ACTIVITY = Search the material below for "banana" and copy every line where it occurs.

INPUT FOR THIS TASK =
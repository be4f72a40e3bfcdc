use super::Val;
use crate::error;
use crate::lang::token::Operator;
use crate::lang::Error;
use std::cmp::Ordering;

type Result<T> = std::result::Result<T, Error>;

pub struct Operation {}

impl Operation {
    pub fn binary(op: Operator, lhs: Val, rhs: Val) -> Result<Val> {
        use Operator::*;
        match op {
            Caret => Operation::power(lhs, rhs),
            Multiply => Operation::multiply(lhs, rhs),
            Divide => Operation::divide(lhs, rhs),
            DivideInt => Operation::divide_int(lhs, rhs),
            Modulus => Operation::modulus(lhs, rhs),
            Plus => Operation::sum(lhs, rhs),
            Minus => Operation::subtract(lhs, rhs),
            Equal => Operation::equal(lhs, rhs),
            InterestinglyEqual => Operation::interestingly_equal(lhs, rhs),
            NotEqual | GreaterLess => Operation::not_equal(lhs, rhs),
            Less => Operation::compare(lhs, rhs, |o| o == Ordering::Less),
            LessEqual | EqualLess => Operation::compare(lhs, rhs, |o| o != Ordering::Greater),
            Greater => Operation::compare(lhs, rhs, |o| o == Ordering::Greater),
            GreaterEqual | EqualGreater => Operation::compare(lhs, rhs, |o| o != Ordering::Less),
            And => Operation::bitwise(lhs, rhs, |l, r| l & r),
            Or => Operation::bitwise(lhs, rhs, |l, r| l | r),
            Xor => Operation::bitwise(lhs, rhs, |l, r| l ^ r),
            Not => Err(error!(InvalidExpressionFound)),
        }
    }

    fn numbers(lhs: Val, rhs: Val) -> Result<(f64, f64)> {
        match (lhs, rhs) {
            (Val::Number(l), Val::Number(r)) => Ok((l, r)),
            _ => Err(error!(InvalidExpressionFound)),
        }
    }

    pub fn negate(val: Val) -> Result<Val> {
        match val {
            Val::Number(n) => Ok(Val::Number(-n)),
            Val::String(_) => Err(error!(NumericExpressionNeeded)),
        }
    }

    pub fn not(val: Val) -> Result<Val> {
        match val {
            Val::Number(n) => Ok(Val::Number(!(n.round() as i64) as f64)),
            Val::String(_) => Err(error!(NumericExpressionNeeded)),
        }
    }

    pub fn power(lhs: Val, rhs: Val) -> Result<Val> {
        let (l, r) = Operation::numbers(lhs, rhs)?;
        Ok(Val::Number(l.powf(r)))
    }

    pub fn multiply(lhs: Val, rhs: Val) -> Result<Val> {
        let (l, r) = Operation::numbers(lhs, rhs)?;
        Ok(Val::Number(l * r))
    }

    pub fn divide(lhs: Val, rhs: Val) -> Result<Val> {
        let (l, r) = Operation::numbers(lhs, rhs)?;
        if r == 0.0 {
            return Err(error!(TryingToDivideByZero));
        }
        Ok(Val::Number(l / r))
    }

    /// Both operands truncate toward zero first.
    pub fn divide_int(lhs: Val, rhs: Val) -> Result<Val> {
        let (l, r) = Operation::numbers(lhs, rhs)?;
        let (l, r) = (l.trunc() as i64, r.trunc() as i64);
        match l.checked_div(r) {
            Some(n) => Ok(Val::Number(n as f64)),
            None => Err(error!(TryingToDivideByZero)),
        }
    }

    pub fn modulus(lhs: Val, rhs: Val) -> Result<Val> {
        let (l, r) = Operation::numbers(lhs, rhs)?;
        let (l, r) = (l.trunc() as i64, r.trunc() as i64);
        match l.checked_rem(r) {
            Some(n) => Ok(Val::Number(n as f64)),
            None => Err(error!(TryingToDivideByZero)),
        }
    }

    /// Concatenates when either side is a string.
    pub fn sum(lhs: Val, rhs: Val) -> Result<Val> {
        match (lhs, rhs) {
            (Val::Number(l), Val::Number(r)) => Ok(Val::Number(l + r)),
            (lhs, rhs) => Ok(Val::String(lhs.into_string() + &rhs.into_string())),
        }
    }

    pub fn subtract(lhs: Val, rhs: Val) -> Result<Val> {
        let (l, r) = Operation::numbers(lhs, rhs)?;
        Ok(Val::Number(l - r))
    }

    pub fn equal(lhs: Val, rhs: Val) -> Result<Val> {
        Ok(Val::from_bool(Operation::equal_bool(lhs, rhs)))
    }

    pub fn not_equal(lhs: Val, rhs: Val) -> Result<Val> {
        Ok(Val::from_bool(!Operation::equal_bool(lhs, rhs)))
    }

    fn equal_bool(lhs: Val, rhs: Val) -> bool {
        match (lhs, rhs) {
            (Val::Number(l), Val::Number(r)) => l == r,
            (lhs, rhs) => lhs.into_string() == rhs.into_string(),
        }
    }

    /// Case-insensitive for strings, plain equality for numbers.
    pub fn interestingly_equal(lhs: Val, rhs: Val) -> Result<Val> {
        let b = match (lhs, rhs) {
            (Val::Number(l), Val::Number(r)) => l == r,
            (lhs, rhs) => lhs.into_string().to_lowercase() == rhs.into_string().to_lowercase(),
        };
        Ok(Val::from_bool(b))
    }

    /// Ordering comparisons; strings compare by weight.
    fn compare(lhs: Val, rhs: Val, test: fn(Ordering) -> bool) -> Result<Val> {
        let ordering = match (lhs, rhs) {
            (Val::Number(l), Val::Number(r)) => match l.partial_cmp(&r) {
                Some(o) => o,
                None => return Ok(Val::from_bool(false)),
            },
            (lhs, rhs) => weigh(&lhs.into_string()).cmp(&weigh(&rhs.into_string())),
        };
        Ok(Val::from_bool(test(ordering)))
    }

    fn bitwise(lhs: Val, rhs: Val, op: fn(i64, i64) -> i64) -> Result<Val> {
        let (l, r) = Operation::numbers(lhs, rhs)?;
        Ok(Val::Number(op(l.round() as i64, r.round() as i64) as f64))
    }
}

/// The sum of a string's code points.
pub fn weigh(s: &str) -> u64 {
    s.chars().map(|c| c as u64).sum()
}

#[cfg(test)]
mod tests {
    use super::*;

    fn s(s: &str) -> Val {
        Val::String(s.to_string())
    }

    fn n(n: f64) -> Val {
        Val::Number(n)
    }

    #[test]
    fn test_string_weight_ordering() {
        assert_eq!(Operation::binary(Operator::Greater, s("Freda"), s("Fred")).unwrap(), n(-1.0));
        assert_eq!(Operation::binary(Operator::Greater, s("banana"), s("BANANA")).unwrap(), n(-1.0));
        assert_eq!(Operation::binary(Operator::Greater, s("Class A"), s("Class 1")).unwrap(), n(-1.0));
    }

    #[test]
    fn test_string_equality() {
        assert_eq!(Operation::binary(Operator::Equal, s("banana"), s("BANANA")).unwrap(), n(0.0));
        assert_eq!(
            Operation::binary(Operator::InterestinglyEqual, s("banana"), s("BANANA")).unwrap(),
            n(-1.0)
        );
        assert_eq!(Operation::binary(Operator::GreaterLess, s("a"), s("b")).unwrap(), n(-1.0));
    }

    #[test]
    fn test_mixed_sum() {
        assert_eq!(Operation::sum(s("Front"), n(242.0)).unwrap(), s("Front242"));
        assert_eq!(Operation::sum(n(1.5), s("x")).unwrap(), s("1.5x"));
        assert!(Operation::subtract(s("Front"), n(242.0)).is_err());
    }

    #[test]
    fn test_integer_division() {
        assert_eq!(Operation::divide_int(n(6.3), n(2.2)).unwrap(), n(3.0));
        assert_eq!(Operation::divide_int(n(-7.0), n(2.0)).unwrap(), n(-3.0));
        assert_eq!(Operation::modulus(n(-7.0), n(2.0)).unwrap(), n(-1.0));
        assert!(Operation::divide_int(n(1.0), n(0.5)).is_err());
        assert!(Operation::divide(n(1.0), n(0.0)).is_err());
    }

    #[test]
    fn test_logic() {
        assert_eq!(Operation::binary(Operator::And, n(4.0), n(2.0)).unwrap(), n(0.0));
        assert_eq!(Operation::binary(Operator::Or, n(-1.0), n(0.0)).unwrap(), n(-1.0));
        assert_eq!(Operation::binary(Operator::Xor, n(-1.0), n(-1.0)).unwrap(), n(0.0));
        assert_eq!(Operation::not(n(-1.0)).unwrap(), n(0.0));
        assert_eq!(Operation::not(n(0.0)).unwrap(), n(-1.0));
    }
}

ANSWER =
        assert_eq!(Operation::binary(Operator::Greater, s("banana"), s("BANANA")).unwrap(), n(-1.0));
        assert_eq!(Operation::binary(Operator::Equal, s("banana"), s("BANANA")).unwrap(), n(0.0));
            Operation::binary(Operator::InterestinglyEqual, s("banana"), s("BANANA")).unwrap(),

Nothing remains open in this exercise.